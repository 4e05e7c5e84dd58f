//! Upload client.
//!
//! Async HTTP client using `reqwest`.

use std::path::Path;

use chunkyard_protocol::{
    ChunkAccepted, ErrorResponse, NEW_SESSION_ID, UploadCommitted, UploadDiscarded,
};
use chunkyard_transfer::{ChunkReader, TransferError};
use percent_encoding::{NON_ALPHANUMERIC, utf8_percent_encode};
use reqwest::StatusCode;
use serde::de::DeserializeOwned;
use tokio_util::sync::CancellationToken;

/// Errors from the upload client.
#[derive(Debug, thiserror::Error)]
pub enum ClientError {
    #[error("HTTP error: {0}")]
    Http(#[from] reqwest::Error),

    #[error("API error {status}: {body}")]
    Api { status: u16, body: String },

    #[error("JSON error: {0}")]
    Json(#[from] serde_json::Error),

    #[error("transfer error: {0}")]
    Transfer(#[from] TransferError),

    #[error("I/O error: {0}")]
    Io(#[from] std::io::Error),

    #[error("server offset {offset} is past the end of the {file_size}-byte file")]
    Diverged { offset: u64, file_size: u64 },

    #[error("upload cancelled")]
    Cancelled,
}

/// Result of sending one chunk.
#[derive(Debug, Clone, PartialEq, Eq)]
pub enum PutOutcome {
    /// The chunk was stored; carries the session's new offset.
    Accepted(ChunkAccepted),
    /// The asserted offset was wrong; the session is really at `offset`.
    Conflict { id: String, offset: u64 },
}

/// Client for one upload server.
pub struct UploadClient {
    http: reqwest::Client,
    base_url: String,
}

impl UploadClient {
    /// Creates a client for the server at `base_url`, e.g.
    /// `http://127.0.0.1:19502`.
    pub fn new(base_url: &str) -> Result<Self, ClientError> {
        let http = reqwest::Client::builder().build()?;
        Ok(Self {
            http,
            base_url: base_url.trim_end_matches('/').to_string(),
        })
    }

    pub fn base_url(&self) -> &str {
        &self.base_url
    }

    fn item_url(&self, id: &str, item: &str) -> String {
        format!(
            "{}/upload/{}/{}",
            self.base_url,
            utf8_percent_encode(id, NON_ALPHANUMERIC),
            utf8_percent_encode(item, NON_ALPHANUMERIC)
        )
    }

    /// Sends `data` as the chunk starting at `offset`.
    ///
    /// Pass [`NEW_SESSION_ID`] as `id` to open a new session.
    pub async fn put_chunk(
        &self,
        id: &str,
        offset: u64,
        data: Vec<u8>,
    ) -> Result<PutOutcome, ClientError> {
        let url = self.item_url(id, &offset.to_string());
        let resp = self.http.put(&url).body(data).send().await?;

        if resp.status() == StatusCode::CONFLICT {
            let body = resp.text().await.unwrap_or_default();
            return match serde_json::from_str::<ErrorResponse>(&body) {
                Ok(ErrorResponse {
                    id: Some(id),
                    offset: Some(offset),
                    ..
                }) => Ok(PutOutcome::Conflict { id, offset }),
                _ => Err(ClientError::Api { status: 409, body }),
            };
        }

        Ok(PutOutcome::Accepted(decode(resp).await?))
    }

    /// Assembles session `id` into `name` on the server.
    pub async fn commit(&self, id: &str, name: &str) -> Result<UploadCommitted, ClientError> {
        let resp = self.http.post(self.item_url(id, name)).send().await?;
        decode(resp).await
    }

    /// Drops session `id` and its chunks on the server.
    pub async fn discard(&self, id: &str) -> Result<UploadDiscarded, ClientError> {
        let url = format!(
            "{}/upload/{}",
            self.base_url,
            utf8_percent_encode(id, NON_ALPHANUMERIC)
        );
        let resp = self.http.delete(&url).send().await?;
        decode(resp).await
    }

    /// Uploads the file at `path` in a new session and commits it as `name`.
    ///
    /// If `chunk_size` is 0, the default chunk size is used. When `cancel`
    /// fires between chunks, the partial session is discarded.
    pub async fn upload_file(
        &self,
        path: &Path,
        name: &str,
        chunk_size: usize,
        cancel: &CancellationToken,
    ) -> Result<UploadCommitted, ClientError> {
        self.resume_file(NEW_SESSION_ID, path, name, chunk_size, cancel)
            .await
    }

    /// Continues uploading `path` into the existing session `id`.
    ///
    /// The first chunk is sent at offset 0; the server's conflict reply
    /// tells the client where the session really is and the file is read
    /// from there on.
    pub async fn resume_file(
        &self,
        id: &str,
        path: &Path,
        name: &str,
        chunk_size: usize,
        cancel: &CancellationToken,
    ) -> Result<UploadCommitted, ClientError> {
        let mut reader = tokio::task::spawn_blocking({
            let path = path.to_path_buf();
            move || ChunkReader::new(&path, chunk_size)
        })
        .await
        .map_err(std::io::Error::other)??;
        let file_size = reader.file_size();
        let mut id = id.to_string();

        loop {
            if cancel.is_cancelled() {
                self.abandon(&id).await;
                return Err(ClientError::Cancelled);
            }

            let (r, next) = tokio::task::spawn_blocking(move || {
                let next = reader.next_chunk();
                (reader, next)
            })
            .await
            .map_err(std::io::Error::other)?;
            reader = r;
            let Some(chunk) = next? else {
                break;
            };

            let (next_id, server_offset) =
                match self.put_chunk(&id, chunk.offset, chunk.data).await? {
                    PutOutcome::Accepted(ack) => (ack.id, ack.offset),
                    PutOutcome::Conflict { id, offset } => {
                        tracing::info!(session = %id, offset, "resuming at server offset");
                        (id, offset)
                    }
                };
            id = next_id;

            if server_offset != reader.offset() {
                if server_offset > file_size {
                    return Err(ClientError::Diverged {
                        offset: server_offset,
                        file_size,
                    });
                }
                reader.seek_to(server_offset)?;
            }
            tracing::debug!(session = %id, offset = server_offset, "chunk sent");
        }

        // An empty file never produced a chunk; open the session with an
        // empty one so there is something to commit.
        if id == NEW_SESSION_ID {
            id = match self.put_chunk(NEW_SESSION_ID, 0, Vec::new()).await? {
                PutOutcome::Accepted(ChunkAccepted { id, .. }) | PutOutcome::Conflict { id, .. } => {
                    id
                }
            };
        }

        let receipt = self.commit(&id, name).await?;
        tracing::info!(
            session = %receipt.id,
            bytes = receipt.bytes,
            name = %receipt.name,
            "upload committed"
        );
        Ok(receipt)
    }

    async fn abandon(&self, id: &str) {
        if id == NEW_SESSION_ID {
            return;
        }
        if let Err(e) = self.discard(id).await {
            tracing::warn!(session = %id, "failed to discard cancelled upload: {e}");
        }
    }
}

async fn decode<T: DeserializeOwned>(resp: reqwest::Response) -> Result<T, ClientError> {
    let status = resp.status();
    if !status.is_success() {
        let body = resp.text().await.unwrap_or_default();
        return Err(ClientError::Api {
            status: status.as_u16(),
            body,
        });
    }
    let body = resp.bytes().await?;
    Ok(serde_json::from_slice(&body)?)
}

■ **PROBLEM DETAILS**
There is a run of lines above from the one with "(id, offset)" to the one with "async fn decode<T: DeserializeOwned>(resp: reqwest::Response)"; print exactly that run, both ends included, and nothing else.

■ **RESULT BELOW**
                        (id, offset)
                    }
                };
            id = next_id;

            if server_offset != reader.offset() {
                if server_offset > file_size {
                    return Err(ClientError::Diverged {
                        offset: server_offset,
                        file_size,
                    });
                }
                reader.seek_to(server_offset)?;
            }
            tracing::debug!(session = %id, offset = server_offset, "chunk sent");
        }

        // An empty file never produced a chunk; open the session with an
        // empty one so there is something to commit.
        if id == NEW_SESSION_ID {
            id = match self.put_chunk(NEW_SESSION_ID, 0, Vec::new()).await? {
                PutOutcome::Accepted(ChunkAccepted { id, .. }) | PutOutcome::Conflict { id, .. } => {
                    id
                }
            };
        }

        let receipt = self.commit(&id, name).await?;
        tracing::info!(
            session = %receipt.id,
            bytes = receipt.bytes,
            name = %receipt.name,
            "upload committed"
        );
        Ok(receipt)
    }

    async fn abandon(&self, id: &str) {
        if id == NEW_SESSION_ID {
            return;
        }
        if let Err(e) = self.discard(id).await {
            tracing::warn!(session = %id, "failed to discard cancelled upload: {e}");
        }
    }
}

async fn decode<T: DeserializeOwned>(resp: reqwest::Response) -> Result<T, ClientError> {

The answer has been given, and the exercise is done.